Conxider Both Sides

     I don’t much care for guest writers in my spot, but I have allowed a few of them today.  So maybe you’ll find something unexpectedly worth reading  Don’t fret: we’ll get back to normal next time, I promise.

     I have been neglecting half the story of what makes postcards so interesting because it’s generally on the wrong side of the card.    But today I thought we could take a field trip into the world of that unique feature of postcards: the message from the sender.

     Postcard collectors are of two minds about this message.  I wish I had a dollar—or a bullet—for every donor[DC1]  who said “Oh, and here’s a bunch of old postcards.  I threw away the ones with messages on them because I knew you didn’t want those.”  Some collectors DO want the most pristine example available, something that looks as if it just came off the rack five minutes ago.  But others relish the little bits of history which come with a card from Strawberry Point in 1911.

    A lot of these messages will impress you not by the message (Let’s admit it up front: the majority of these messages are “How are you?  I am fine.”) but by the handwriting.  Your expert veteran postcard sender developed a style of lettering which allowed for the maximum message in a small space.

     The beginner can generally be distinguished by their belief that they have way too much room for what little they have to tell.  They start out low on the card, in big letters, and then make their words smaller and smaller as they think of more to tell, with postscripts crammed in wherever they’ll fit,

     Well over a third of the messaged postcards I’ve dealt with have the messages written sideways.  Either this was believed to provide more space, or people knew that if they addressed the card first, and then wrote right to left, they’d wind up smearing the ink of the address (this warning is for right-handed writers only)

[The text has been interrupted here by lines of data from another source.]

//! Manifest builder tests over a synthetic dataset tree

use hf2data::config::ManifestConfig;
use hf2data::manifest::{
    build_manifest, read_manifest, row_id, sha256_string, write_manifest, Emotion, Provenance,
};
use hf2data::{Config, DatasetPipeline};
use std::fs;
use std::path::Path;

/// Write `data/raw/audio/<stem>.wav` and `data/raw/midi/<stem>.mid` with
/// distinct contents
fn add_pair(root: &Path, audio_stem: &str, midi_stem: &str) {
    add_file(root, &format!("data/raw/audio/{}.wav", audio_stem));
    add_file(root, &format!("data/raw/midi/{}.mid", midi_stem));
}

fn add_file(root: &Path, relpath: &str) {
    let path = root.join(relpath);
    fs::create_dir_all(path.parent().unwrap()).unwrap();
    fs::write(&path, format!("content of {}", relpath)).unwrap();
}

/// A dataset with every naming convention and a couple of defects
fn sample_dataset(root: &Path) {
    for emotion in ["angry", "happy", "sad", "tender", "original1"] {
        let stem = format!("Solmoy_{}", emotion);
        add_pair(root, &stem, &stem);
    }
    for emotion in ["angry", "happy", "sad", "original"] {
        let stem = format!("Haslebuskane_{}", emotion);
        add_pair(root, &stem, &stem);
    }
    add_pair(root, "00106-Furholt Otto-Fiskaren", "00106-Furholt Otto-Fiskaren");
    add_pair(
        root,
        "Baggen_happy_torr_02-Dec-2024_cleaned",
        "Baggen_happy_torr_02-Dec-2024",
    );
    add_file(root, "data/raw/audio/Lonely_sad.wav");
    add_file(root, "data/raw/midi/Ghost.mid");
    add_file(root, "data/raw/audio/Dup.wav");
    add_file(root, "data/raw/audio/Dup_cleaned.wav");
    add_file(root, "data/raw/midi/Dup.mid");
}

#[cfg(test)]
mod tests {
    use super::*;

    #[test]
    fn test_pairs_and_metadata() {
        let dir = tempfile::tempdir().unwrap();
        sample_dataset(dir.path());

        let report = build_manifest(dir.path(), &ManifestConfig::default()).unwrap();
        assert_eq!(report.rows.len(), 11);

        let audio: Vec<&str> = report.rows.iter().map(|r| r.audio_relpath.as_str()).collect();
        let mut sorted = audio.clone();
        sorted.sort();
        assert_eq!(audio, sorted);

        let archival = report
            .rows
            .iter()
            .find(|r| r.song_name == "00106-Furholt Otto-Fiskaren")
            .unwrap();
        assert_eq!(archival.notes, Some(Provenance::Archival));
        assert_eq!(archival.emotion, None);
        assert_eq!(archival.audio_ext, ".wav");
        assert_eq!(archival.midi_ext, ".mid");

        let processed = report.rows.iter().find(|r| r.song_name == "Baggen").unwrap();
        assert_eq!(processed.notes, Some(Provenance::Processed));
        assert_eq!(processed.emotion, Some(Emotion::Happy));
        assert_eq!(
            processed.midi_relpath,
            "data/raw/midi/Baggen_happy_torr_02-Dec-2024.mid"
        );
        assert_eq!(
            processed.audio_sha256,
            sha256_string("content of data/raw/audio/Baggen_happy_torr_02-Dec-2024_cleaned.wav")
        );
    }

    #[test]
    fn test_unpaired_and_ambiguous_files_excluded() {
        let dir = tempfile::tempdir().unwrap();
        sample_dataset(dir.path());

        let report = build_manifest(dir.path(), &ManifestConfig::default()).unwrap();
        assert_eq!(report.orphan_audio, vec!["data/raw/audio/Lonely_sad.wav"]);
        assert_eq!(report.orphan_midi, vec!["data/raw/midi/Ghost.mid"]);
        assert_eq!(report.ambiguous.len(), 1);
        assert_eq!(report.ambiguous[0].key, "Dup");
        assert_eq!(report.ambiguous[0].files.len(), 3);
        assert!(report.rows.iter().all(|r| !r.audio_relpath.contains("Dup")));
    }

    #[test]
    fn test_variation_completeness() {
        let dir = tempfile::tempdir().unwrap();
        sample_dataset(dir.path());

        let report = build_manifest(dir.path(), &ManifestConfig::default()).unwrap();

        let solmoy: Vec<_> = report.rows.iter().filter(|r| r.song_name == "Solmoy").collect();
        assert_eq!(solmoy.len(), 5);
        assert!(solmoy.iter().all(|r| r.has_emotional_variations));
        assert!(solmoy.iter().any(|r| r.emotion == Some(Emotion::Original)));

        // A lone expressive take is reported like four of five
        assert_eq!(report.incomplete_variations.len(), 2);
        let single = &report.incomplete_variations[0];
        assert_eq!(single.song_name, "Baggen");
        assert_eq!(single.present, vec![Emotion::Happy]);
        assert_eq!(
            single.missing,
            vec![Emotion::Angry, Emotion::Sad, Emotion::Tender, Emotion::Original]
        );
        let incomplete = &report.incomplete_variations[1];
        assert_eq!(incomplete.song_name, "Haslebuskane");
        assert_eq!(incomplete.missing, vec![Emotion::Tender]);
        assert!(report
            .rows
            .iter()
            .filter(|r| r.song_name == "Haslebuskane")
            .all(|r| !r.has_emotional_variations));

        assert_eq!(report.songs_with_variations(), 1);
    }

    #[test]
    fn test_only_sad_take_is_incomplete() {
        let dir = tempfile::tempdir().unwrap();
        add_pair(dir.path(), "Toingen_sad", "Toingen_sad");

        let report = build_manifest(dir.path(), &ManifestConfig::default()).unwrap();
        assert_eq!(report.rows.len(), 1);
        assert!(!report.rows[0].has_emotional_variations);
        assert_eq!(report.incomplete_variations.len(), 1);
        assert_eq!(report.incomplete_variations[0].song_name, "Toingen");
        assert_eq!(report.incomplete_variations[0].missing.len(), 4);
    }

    #[test]
    fn test_listed_song_reported_without_expressive_takes() {
        let dir = tempfile::tempdir().unwrap();
        add_pair(dir.path(), "Vossarull_original", "Vossarull_original");
        add_pair(dir.path(), "Bruremarsj_original", "Bruremarsj_original");

        let report = build_manifest(dir.path(), &ManifestConfig::default()).unwrap();
        let names: Vec<&str> = report
            .incomplete_variations
            .iter()
            .map(|s| s.song_name.as_str())
            .collect();
        assert_eq!(names, vec!["Vossarull"]);

        let config = ManifestConfig {
            songs_with_variations: vec!["Bruremarsj".to_string()],
            ..ManifestConfig::default()
        };
        let report = build_manifest(dir.path(), &config).unwrap();
        assert_eq!(report.incomplete_variations[0].song_name, "Bruremarsj");
        assert_eq!(report.incomplete_variations.len(), 1);
    }

    #[test]
    fn test_ids_are_deterministic() {
        let dir = tempfile::tempdir().unwrap();
        sample_dataset(dir.path());

        let first = build_manifest(dir.path(), &ManifestConfig::default()).unwrap();
        let second = build_manifest(dir.path(), &ManifestConfig::default()).unwrap();
        assert_eq!(first.rows, second.rows);

        for row in &first.rows {
            assert_eq!(row.id, row_id(&row.audio_relpath, &row.midi_relpath));
            assert_eq!(
                row.id,
                sha256_string(&format!("{}:{}", row.audio_relpath, row.midi_relpath))
            );
        }
    }

    #[test]
    fn test_id_ignores_file_content() {
        let dir = tempfile::tempdir().unwrap();
        add_pair(dir.path(), "Solmoy_sad", "Solmoy_sad");
        let before = build_manifest(dir.path(), &ManifestConfig::default()).unwrap();

        fs::write(dir.path().join("data/raw/audio/Solmoy_sad.wav"), b"re-recorded").unwrap();
        let after = build_manifest(dir.path(), &ManifestConfig::default()).unwrap();

        assert_eq!(before.rows[0].id, after.rows[0].id);
        assert_ne!(before.rows[0].audio_sha256, after.rows[0].audio_sha256);
    }

    #[test]
    fn test_pipeline_writes_manifest_atomically() {
        let dir = tempfile::tempdir().unwrap();
        sample_dataset(dir.path());

        let pipeline = DatasetPipeline::new(Config::default());
        let path = pipeline.manifest_path(dir.path());
        let report = pipeline.build_manifest(dir.path(), &path).unwrap();

        assert!(path.ends_with("data/manifests/manifest.csv"));
        let rows = read_manifest(&path).unwrap();
        assert_eq!(rows, report.rows);

        let leftovers: Vec<_> = fs::read_dir(path.parent().unwrap())
            .unwrap()
            .map(|e| e.unwrap().file_name())
            .collect();
        assert_eq!(leftovers.len(), 1);
    }

    #[test]
    fn test_manifest_csv_format() {
        let dir = tempfile::tempdir().unwrap();
        add_pair(dir.path(), "Solmoy_sad", "Solmoy_sad");
        let report = build_manifest(dir.path(), &ManifestConfig::default()).unwrap();
        let path = dir.path().join("manifest.csv");
        write_manifest(&report.rows, &path).unwrap();

        let text = fs::read_to_string(&path).unwrap();
        let mut lines = text.lines();
        assert_eq!(
            lines.next().unwrap(),
            "id,song_name,audio_relpath,midi_relpath,audio_sha256,midi_sha256,audio_ext,midi_ext,has_emotional_variations,emotion,notes"
        );
        let fields: Vec<&str> = lines.next().unwrap().split(',').collect();
        assert_eq!(fields[1], "Solmoy");
        assert_eq!(fields[2], "data/raw/audio/Solmoy_sad.wav");
        assert_eq!(fields[8], "False");
        assert_eq!(fields[9], "sad");
        assert_eq!(fields[10], "");
    }

    #[test]
    fn test_missing_audio_dir_is_error() {
        let dir = tempfile::tempdir().unwrap();
        assert!(build_manifest(dir.path(), &ManifestConfig::default()).is_err());
    }
}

     Of course, in the beginning, when postcard messages were considered the least important part (before 1906, only a small white space on the picture side could be used for messages).  So companies gave a larger portion of the back to the address, leaving very little space for communication.

            Diagonal writing appealed to some people: it allowed for longer lines of writing than straight sideways, and gave the illusion of more space

            Besides allowing scope for people who honestly had very little to write.

            Special recognition must be made, of course, for the wise guys like Nick the Bum, as seen above..  And how many postcards were mailed with no sentiment on them but “Guess Who?”  A nice little joke, really, for a penny.

    The best solution really belonged to the era when messages were not allowed on the back of the card at all (though some publishers went on using this into the Divided Back Era.)  If you felt you could trust the US mails to get it through, you could buy romantic little postcards with small envelopes pasted on the front.  In these envelopes would be a small piece of paper which could fold out to respectable size, and which allowed you to write on BOTH sides.

     Some call it American Ingenuity; some call it cheating the system.  Potato, potahto.